#### [WORK ITEM]
Tally every line of the entries that contains the string "NewCode", then reply with only that number.

#### [RECORDS SUPPLIED]
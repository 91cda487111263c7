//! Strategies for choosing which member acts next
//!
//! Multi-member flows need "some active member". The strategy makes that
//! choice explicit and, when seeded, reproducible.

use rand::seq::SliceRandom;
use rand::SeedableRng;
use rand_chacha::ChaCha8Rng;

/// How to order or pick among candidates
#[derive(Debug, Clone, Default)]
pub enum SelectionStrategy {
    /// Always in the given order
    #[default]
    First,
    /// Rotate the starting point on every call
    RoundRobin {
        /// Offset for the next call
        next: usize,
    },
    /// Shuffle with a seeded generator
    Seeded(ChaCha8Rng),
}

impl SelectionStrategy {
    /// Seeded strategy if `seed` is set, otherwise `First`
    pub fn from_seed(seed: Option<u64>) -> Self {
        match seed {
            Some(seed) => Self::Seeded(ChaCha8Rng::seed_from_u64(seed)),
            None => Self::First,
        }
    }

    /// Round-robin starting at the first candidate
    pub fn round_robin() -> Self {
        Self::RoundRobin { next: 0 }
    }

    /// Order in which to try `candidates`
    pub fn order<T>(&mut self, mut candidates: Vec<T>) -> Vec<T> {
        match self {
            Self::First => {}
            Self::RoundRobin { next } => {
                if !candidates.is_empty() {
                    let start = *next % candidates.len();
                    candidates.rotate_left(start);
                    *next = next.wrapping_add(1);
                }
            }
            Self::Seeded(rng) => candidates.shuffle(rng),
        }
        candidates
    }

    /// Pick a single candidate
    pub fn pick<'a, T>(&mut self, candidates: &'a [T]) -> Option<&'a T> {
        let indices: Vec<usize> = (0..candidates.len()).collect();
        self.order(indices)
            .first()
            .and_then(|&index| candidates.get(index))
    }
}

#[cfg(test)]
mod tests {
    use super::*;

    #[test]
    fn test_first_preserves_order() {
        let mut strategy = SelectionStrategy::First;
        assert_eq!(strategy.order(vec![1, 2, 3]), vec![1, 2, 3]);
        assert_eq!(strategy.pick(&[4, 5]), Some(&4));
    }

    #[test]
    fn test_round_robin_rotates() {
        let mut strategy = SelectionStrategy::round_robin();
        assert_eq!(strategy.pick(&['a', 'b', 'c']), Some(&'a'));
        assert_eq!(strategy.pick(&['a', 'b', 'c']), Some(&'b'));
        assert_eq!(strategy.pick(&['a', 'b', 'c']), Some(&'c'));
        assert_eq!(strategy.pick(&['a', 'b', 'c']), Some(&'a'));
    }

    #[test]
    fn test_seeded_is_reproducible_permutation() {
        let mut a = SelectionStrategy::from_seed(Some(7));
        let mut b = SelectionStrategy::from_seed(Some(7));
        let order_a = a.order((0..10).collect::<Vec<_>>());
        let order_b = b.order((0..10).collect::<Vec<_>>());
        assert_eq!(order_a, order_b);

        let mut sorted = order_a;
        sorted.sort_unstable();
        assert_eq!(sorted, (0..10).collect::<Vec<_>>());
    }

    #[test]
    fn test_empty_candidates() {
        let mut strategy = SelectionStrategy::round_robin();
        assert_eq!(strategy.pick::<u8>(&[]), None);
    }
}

---

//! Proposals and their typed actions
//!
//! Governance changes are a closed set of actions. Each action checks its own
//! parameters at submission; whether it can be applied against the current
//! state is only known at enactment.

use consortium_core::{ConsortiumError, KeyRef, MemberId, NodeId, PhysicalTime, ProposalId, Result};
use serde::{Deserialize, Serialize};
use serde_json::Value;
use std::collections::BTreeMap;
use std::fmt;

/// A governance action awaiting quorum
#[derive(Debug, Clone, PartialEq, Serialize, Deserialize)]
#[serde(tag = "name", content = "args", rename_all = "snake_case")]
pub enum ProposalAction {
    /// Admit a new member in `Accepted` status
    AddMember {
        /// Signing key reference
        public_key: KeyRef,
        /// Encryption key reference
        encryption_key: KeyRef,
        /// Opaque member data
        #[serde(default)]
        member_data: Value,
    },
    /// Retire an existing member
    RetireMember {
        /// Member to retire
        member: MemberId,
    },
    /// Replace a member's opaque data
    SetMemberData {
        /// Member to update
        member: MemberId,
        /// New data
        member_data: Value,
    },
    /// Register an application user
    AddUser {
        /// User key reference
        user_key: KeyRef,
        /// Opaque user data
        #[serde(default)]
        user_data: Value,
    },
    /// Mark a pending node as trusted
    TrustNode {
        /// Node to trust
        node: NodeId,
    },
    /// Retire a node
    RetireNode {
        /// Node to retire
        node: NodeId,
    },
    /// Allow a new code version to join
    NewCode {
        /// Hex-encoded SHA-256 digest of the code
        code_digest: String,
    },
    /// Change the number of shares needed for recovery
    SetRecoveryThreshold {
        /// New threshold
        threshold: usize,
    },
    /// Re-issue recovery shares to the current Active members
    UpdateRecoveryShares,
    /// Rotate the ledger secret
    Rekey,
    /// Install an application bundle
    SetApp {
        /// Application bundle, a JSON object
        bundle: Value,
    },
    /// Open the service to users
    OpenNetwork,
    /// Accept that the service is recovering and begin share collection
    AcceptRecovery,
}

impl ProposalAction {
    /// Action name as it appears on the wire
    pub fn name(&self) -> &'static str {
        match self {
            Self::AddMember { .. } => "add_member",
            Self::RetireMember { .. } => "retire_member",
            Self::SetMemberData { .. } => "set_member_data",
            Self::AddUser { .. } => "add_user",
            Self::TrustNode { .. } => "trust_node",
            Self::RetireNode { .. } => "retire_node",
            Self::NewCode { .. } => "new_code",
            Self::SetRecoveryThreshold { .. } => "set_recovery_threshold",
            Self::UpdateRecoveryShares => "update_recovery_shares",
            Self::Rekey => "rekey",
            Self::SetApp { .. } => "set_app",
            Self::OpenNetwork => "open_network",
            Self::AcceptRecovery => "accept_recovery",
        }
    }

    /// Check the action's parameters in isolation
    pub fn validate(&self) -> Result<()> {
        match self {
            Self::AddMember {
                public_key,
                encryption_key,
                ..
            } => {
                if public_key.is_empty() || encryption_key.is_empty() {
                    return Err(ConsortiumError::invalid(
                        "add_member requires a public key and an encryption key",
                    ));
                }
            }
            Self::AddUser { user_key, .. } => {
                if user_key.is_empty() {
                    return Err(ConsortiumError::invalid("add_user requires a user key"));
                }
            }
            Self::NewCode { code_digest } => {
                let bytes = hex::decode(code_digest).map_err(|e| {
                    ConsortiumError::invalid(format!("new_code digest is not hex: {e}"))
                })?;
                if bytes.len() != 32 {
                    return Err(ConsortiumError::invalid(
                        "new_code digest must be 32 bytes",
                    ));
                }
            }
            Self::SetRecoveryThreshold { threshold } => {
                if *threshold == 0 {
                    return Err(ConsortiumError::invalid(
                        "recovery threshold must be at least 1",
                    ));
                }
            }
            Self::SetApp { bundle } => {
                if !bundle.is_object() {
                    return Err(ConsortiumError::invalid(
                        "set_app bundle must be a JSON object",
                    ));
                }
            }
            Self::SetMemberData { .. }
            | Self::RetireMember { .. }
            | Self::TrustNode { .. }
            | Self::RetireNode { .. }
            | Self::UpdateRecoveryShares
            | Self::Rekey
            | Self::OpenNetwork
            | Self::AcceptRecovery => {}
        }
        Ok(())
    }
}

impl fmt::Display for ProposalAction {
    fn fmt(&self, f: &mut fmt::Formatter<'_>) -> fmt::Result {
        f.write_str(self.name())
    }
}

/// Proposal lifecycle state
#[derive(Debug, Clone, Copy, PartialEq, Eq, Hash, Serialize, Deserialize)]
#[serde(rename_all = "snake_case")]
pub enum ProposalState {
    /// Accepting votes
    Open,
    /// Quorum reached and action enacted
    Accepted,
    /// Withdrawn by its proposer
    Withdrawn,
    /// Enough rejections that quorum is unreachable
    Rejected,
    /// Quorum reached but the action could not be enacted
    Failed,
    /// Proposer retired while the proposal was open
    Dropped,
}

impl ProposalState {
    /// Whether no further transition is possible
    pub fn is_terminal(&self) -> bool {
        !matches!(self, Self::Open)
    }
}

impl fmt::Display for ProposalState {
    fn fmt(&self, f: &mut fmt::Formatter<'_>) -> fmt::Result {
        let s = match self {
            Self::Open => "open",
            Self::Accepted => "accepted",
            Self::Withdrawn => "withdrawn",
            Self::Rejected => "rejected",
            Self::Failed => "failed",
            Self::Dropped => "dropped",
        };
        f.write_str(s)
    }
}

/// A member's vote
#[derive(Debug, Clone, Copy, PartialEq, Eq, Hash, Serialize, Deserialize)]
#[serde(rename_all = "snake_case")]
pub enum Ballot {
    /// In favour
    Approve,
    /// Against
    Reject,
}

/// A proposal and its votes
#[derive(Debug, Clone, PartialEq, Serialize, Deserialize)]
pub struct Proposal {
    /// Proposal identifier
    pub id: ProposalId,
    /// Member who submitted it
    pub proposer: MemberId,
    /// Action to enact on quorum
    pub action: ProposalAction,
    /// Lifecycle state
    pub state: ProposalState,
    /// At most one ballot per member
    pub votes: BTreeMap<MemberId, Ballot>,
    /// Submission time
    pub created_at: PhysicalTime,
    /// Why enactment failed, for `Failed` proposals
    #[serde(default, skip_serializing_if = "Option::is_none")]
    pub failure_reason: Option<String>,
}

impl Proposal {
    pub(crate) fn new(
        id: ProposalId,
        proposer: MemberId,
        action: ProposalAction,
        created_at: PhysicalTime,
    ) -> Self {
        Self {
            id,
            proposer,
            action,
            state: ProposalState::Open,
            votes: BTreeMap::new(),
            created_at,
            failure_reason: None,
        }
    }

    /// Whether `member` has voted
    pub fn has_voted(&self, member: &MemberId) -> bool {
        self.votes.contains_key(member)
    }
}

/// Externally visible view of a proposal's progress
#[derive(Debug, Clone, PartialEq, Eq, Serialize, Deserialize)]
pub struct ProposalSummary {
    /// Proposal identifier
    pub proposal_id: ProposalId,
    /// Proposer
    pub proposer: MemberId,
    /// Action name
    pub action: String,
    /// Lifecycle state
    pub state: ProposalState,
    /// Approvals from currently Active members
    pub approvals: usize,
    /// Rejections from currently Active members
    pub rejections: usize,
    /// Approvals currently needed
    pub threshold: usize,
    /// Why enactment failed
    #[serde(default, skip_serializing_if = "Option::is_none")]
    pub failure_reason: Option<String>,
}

* * *

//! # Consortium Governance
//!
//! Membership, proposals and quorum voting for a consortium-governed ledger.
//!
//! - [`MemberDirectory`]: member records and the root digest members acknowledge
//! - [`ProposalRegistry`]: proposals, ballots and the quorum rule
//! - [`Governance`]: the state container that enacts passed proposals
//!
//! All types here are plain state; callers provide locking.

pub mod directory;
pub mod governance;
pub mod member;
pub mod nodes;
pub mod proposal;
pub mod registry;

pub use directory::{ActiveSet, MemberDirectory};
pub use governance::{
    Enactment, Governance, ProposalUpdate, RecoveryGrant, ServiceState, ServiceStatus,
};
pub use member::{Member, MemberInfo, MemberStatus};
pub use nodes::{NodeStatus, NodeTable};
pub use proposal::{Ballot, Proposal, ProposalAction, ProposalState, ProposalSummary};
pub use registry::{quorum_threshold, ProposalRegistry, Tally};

#### [EXERCISE OUTPUT]
3